--- What you need to do ---
Give back all the entries below. Omit none of them.

--- Dataset content ---
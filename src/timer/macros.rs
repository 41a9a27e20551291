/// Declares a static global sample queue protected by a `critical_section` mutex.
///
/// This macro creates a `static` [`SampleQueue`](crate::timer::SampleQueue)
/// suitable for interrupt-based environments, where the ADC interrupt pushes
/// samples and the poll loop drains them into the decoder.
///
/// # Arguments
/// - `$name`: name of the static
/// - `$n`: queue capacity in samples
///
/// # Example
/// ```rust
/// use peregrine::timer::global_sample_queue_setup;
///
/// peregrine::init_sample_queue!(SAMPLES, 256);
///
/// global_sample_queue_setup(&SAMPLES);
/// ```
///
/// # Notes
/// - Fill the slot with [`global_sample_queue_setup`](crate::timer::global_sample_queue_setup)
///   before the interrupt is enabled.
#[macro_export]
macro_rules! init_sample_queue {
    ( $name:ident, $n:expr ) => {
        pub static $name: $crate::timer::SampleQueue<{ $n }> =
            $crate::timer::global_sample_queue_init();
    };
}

--- Solution to this exercise ---
filename src/timer/macros.rs
repository 41a9a27e20551291
/// Declares a static global sample queue protected by a `critical_section` mutex.
///
/// This macro creates a `static` [`SampleQueue`](crate::timer::SampleQueue)
/// suitable for interrupt-based environments, where the ADC interrupt pushes
/// samples and the poll loop drains them into the decoder.
///
/// # Arguments
/// - `$name`: name of the static
/// - `$n`: queue capacity in samples
///
/// # Example
/// ```rust
/// use peregrine::timer::global_sample_queue_setup;
///
/// peregrine::init_sample_queue!(SAMPLES, 256);
///
/// global_sample_queue_setup(&SAMPLES);
/// ```
///
/// # Notes
/// - Fill the slot with [`global_sample_queue_setup`](crate::timer::global_sample_queue_setup)
///   before the interrupt is enabled.
#[macro_export]
macro_rules! init_sample_queue {
    ( $name:ident, $n:expr ) => {
        pub static $name: $crate::timer::SampleQueue<{ $n }> =
            $crate::timer::global_sample_queue_init();
    };
}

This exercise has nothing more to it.